Task:
Go through the records and tally the lines that include the word "from". The answer is that total alone.

Saved entries:
# # # #

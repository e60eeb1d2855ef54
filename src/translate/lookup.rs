//! Single-flight word lookups
//!
//! Each lookup takes a ticket. Starting a new lookup cancels the previous
//! ticket's token, and a result is only accepted if its ticket is still the
//! active one when it completes. Superseded results, successful or not, are
//! dropped.

use std::sync::atomic::{AtomicU64, Ordering};
use std::sync::{Arc, Mutex};

use async_trait::async_trait;
use thiserror::Error;
use tokio_util::sync::CancellationToken;

use crate::history::{HistoryStorage, TranslationRecord};
use crate::store::StoreError;
use crate::validation::normalize_word_input;

use super::models::{TranslateError, TranslationFields};

/// The external translation provider
#[async_trait]
pub trait Translator: Send + Sync {
    /// Translate a normalized word. Implementations should stop early once
    /// `cancel` fires; the result is discarded either way.
    async fn translate(
        &self,
        word: &str,
        api_key: &str,
        cancel: CancellationToken,
    ) -> Result<TranslationFields, TranslateError>;
}

#[derive(Error, Debug)]
pub enum LookupError {
    #[error(transparent)]
    Translate(#[from] TranslateError),

    #[error("Storage error: {0}")]
    Storage(#[from] StoreError),
}

#[derive(Debug, Clone, PartialEq)]
pub enum LookupOutcome {
    /// The translation, and whether it made it into history
    Translated { record: TranslationRecord, saved: bool },
    /// A newer lookup started before this one completed
    Superseded,
}

/// Handle for one in-flight lookup
#[derive(Debug, Clone)]
pub struct RequestTicket {
    generation: u64,
    token: CancellationToken,
}

impl RequestTicket {
    pub fn token(&self) -> &CancellationToken {
        &self.token
    }
}

struct ActiveRequest {
    generation: u64,
    token: CancellationToken,
}

/// Keeps at most one lookup live and auto-saves results to history
pub struct LookupCoordinator {
    translator: Arc<dyn Translator>,
    api_key: String,
    history: HistoryStorage,
    next_generation: AtomicU64,
    active: Mutex<Option<ActiveRequest>>,
}

impl LookupCoordinator {
    pub fn new(translator: Arc<dyn Translator>, api_key: String, history: HistoryStorage) -> Self {
        Self {
            translator,
            api_key,
            history,
            next_generation: AtomicU64::new(0),
            active: Mutex::new(None),
        }
    }

    fn active(&self) -> std::sync::MutexGuard<'_, Option<ActiveRequest>> {
        self.active.lock().unwrap_or_else(|poisoned| poisoned.into_inner())
    }

    /// Start a new request, cancelling the one in flight
    pub fn begin(&self) -> RequestTicket {
        let generation = self.next_generation.fetch_add(1, Ordering::Relaxed) + 1;
        let token = CancellationToken::new();

        let previous = self.active().replace(ActiveRequest {
            generation,
            token: token.clone(),
        });
        if let Some(previous) = previous {
            previous.token.cancel();
            log::debug!("Lookup {} superseded by {}", previous.generation, generation);
        }

        RequestTicket { generation, token }
    }

    /// Cancel the in-flight request without starting another
    pub fn cancel(&self) {
        if let Some(previous) = self.active().take() {
            previous.token.cancel();
            log::debug!("Lookup {} cancelled", previous.generation);
        }
    }

    fn holds(active: &Option<ActiveRequest>, ticket: &RequestTicket) -> bool {
        !ticket.token.is_cancelled()
            && active
                .as_ref()
                .map_or(false, |a| a.generation == ticket.generation)
    }

    pub fn is_current(&self, ticket: &RequestTicket) -> bool {
        Self::holds(&self.active(), ticket)
    }

    /// Retire `ticket`; `false` if it was superseded in the meantime
    fn finish(&self, ticket: &RequestTicket) -> bool {
        let mut active = self.active();
        let current = Self::holds(&active, ticket);
        if current {
            *active = None;
        }
        current
    }

    /// Translate `raw` and save the result to history.
    ///
    /// Provider errors are returned as-is; nothing is retried.
    pub async fn lookup(&self, raw: &str) -> Result<LookupOutcome, LookupError> {
        let ticket = self.begin();

        let Some(word) = normalize_word_input(raw) else {
            self.finish(&ticket);
            return Err(TranslateError::InvalidWordInput.into());
        };

        let result = tokio::select! {
            biased;
            _ = ticket.token.cancelled() => None,
            result = self.translator.translate(word, &self.api_key, ticket.token.clone()) => Some(result),
        };

        if !self.finish(&ticket) {
            log::debug!("Discarding result of superseded lookup for \"{}\"", word);
            return Ok(LookupOutcome::Superseded);
        }
        let fields = match result {
            Some(result) => result?,
            None => return Ok(LookupOutcome::Superseded),
        };

        let record = TranslationRecord::new(word, fields, crate::now_millis());
        let saved = self.history.save(&record)?;
        if !saved {
            log::warn!("Translation of \"{}\" shown but not saved", word);
        }

        Ok(LookupOutcome::Translated { record, saved })
    }
}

# # # #

Exercise output:
2